Hello Robert,

Yes that was pointed out to me in the IETF. That's why I mentioned this part in this thread.

"But guys in the IETF mailing list actually showed me a way to get that info. You just get the IP address from 3 way handshake and do reverse lookup / Connect to port 26 to fill the rest of the info. So a new port doesn't offer much security. And I totally I agree with them on that from my understanding of it."

On Mon, Jan 14, 2019 at 9:28 PM Robert Blayzor <rblayzor.bulk@inoc.net> wrote:
On 1/11/19 11:15 PM, Viruthagiri Thirumavalavan wrote:
> e.g. 220 mail.ashleymadison.com <http://mail.ashleymadison.com>
> AshleyMadison ESMTP Service Ready
>
> Those text will always be transferred in plain text.

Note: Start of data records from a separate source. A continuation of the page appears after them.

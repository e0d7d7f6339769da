/// Error types for model and material loading
use std::io;
use std::path::PathBuf;

use thiserror::Error;

pub type Result<T> = std::result::Result<T, ModelError>;

/// Which attribute array a face index refers to
#[derive(Debug, Clone, Copy, PartialEq, Eq)]
pub enum IndexKind {
    Vertex,
    TexCoord,
    Normal,
}

impl std::fmt::Display for IndexKind {
    fn fmt(&self, f: &mut std::fmt::Formatter<'_>) -> std::fmt::Result {
        let name = match self {
            IndexKind::Vertex => "vertex",
            IndexKind::TexCoord => "texture coordinate",
            IndexKind::Normal => "normal",
        };
        f.write_str(name)
    }
}

/// What was wrong with a single line of an OBJ file
#[derive(Error, Debug, Clone, PartialEq)]
pub enum ParseErrorKind {
    #[error("invalid number {0:?}")]
    InvalidNumber(String),
    #[error("expected {expected} values, found {found}")]
    MissingComponent { expected: usize, found: usize },
    #[error("face needs at least 3 indices, found {0}")]
    TooFewFaceIndices(usize),
    #[error("{0} index 0 is not valid, indices start at 1")]
    ZeroIndex(IndexKind),
    #[error("negative {kind} index {index} is not supported")]
    NegativeIndex { kind: IndexKind, index: i64 },
    #[error("{kind} index {index} is out of range, only {len} defined so far")]
    IndexOutOfRange {
        kind: IndexKind,
        index: usize,
        len: usize,
    },
    #[error("malformed face token {0:?}")]
    MalformedFaceToken(String),
}

/// Fatal conditions that abort a model load
#[derive(Error, Debug)]
pub enum ModelError {
    #[error("File {} could not be opened", path.display())]
    FileNotFound { path: PathBuf },
    #[error("Failed to read {}: {source}", path.display())]
    Io {
        path: PathBuf,
        #[source]
        source: io::Error,
    },
    #[error("{}:{line}: {kind}", path.display())]
    Parse {
        path: PathBuf,
        line: usize,
        kind: ParseErrorKind,
    },
    #[error("Invalid material: {0}")]
    Material(#[from] MaterialError),
}

impl ModelError {
    pub(crate) fn from_io(path: PathBuf, source: io::Error) -> Self {
        if source.kind() == io::ErrorKind::NotFound {
            ModelError::FileNotFound { path }
        } else {
            ModelError::Io { path, source }
        }
    }

    /// The line-level cause, if this is a parse error
    pub fn parse_kind(&self) -> Option<&ParseErrorKind> {
        match self {
            ModelError::Parse { kind, .. } => Some(kind),
            _ => None,
        }
    }
}

/// Errors raised while reading an MTL file.
///
/// `NotFound` is recoverable: the OBJ loader logs it and keeps a zeroed material.
#[derive(Error, Debug)]
pub enum MaterialError {
    #[error("Material file {} could not be opened", path.display())]
    NotFound { path: PathBuf },
    #[error("Failed to read material file {}: {source}", path.display())]
    Io {
        path: PathBuf,
        #[source]
        source: io::Error,
    },
    #[error("{}:{line}: {kind}", path.display())]
    Parse {
        path: PathBuf,
        line: usize,
        kind: ParseErrorKind,
    },
}

impl MaterialError {
    pub(crate) fn from_io(path: PathBuf, source: io::Error) -> Self {
        if source.kind() == io::ErrorKind::NotFound {
            MaterialError::NotFound { path }
        } else {
            MaterialError::Io { path, source }
        }
    }

    pub fn is_recoverable(&self) -> bool {
        matches!(self, MaterialError::NotFound { .. })
    }
}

So I thought
> Implicit TLS would prevent leaking that info.


I'm not really sure how that really matters when anyone on the open
internet could connect to that service port and get the information anyway.

If I'm in the middle and I really want to know who you're talking to,
what prevents me to just connect to that host and get the same information?

--
inoc.net!rblayzor
XMPP: rblayzor.AT.inoc.net
PGP:  https://inoc.net/~rblayzor/



--
Best Regards,

Viruthagiri Thirumavalavan
Dombox, Inc.